Dataset content below:

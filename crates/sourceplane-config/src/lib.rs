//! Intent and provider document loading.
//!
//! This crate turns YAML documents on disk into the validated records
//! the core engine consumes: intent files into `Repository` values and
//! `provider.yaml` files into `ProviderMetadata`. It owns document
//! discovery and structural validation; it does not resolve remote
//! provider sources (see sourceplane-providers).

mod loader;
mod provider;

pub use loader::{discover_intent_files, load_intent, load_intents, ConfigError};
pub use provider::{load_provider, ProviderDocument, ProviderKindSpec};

End of Dataset content.

**What to do:**
Go through the entries above, and wherever a line holds the word "into", copy that line.

**Task result:**
//! This crate turns YAML documents on disk into the validated records
//! the core engine consumes: intent files into `Repository` values and
//! `provider.yaml` files into `ProviderMetadata`. It owns document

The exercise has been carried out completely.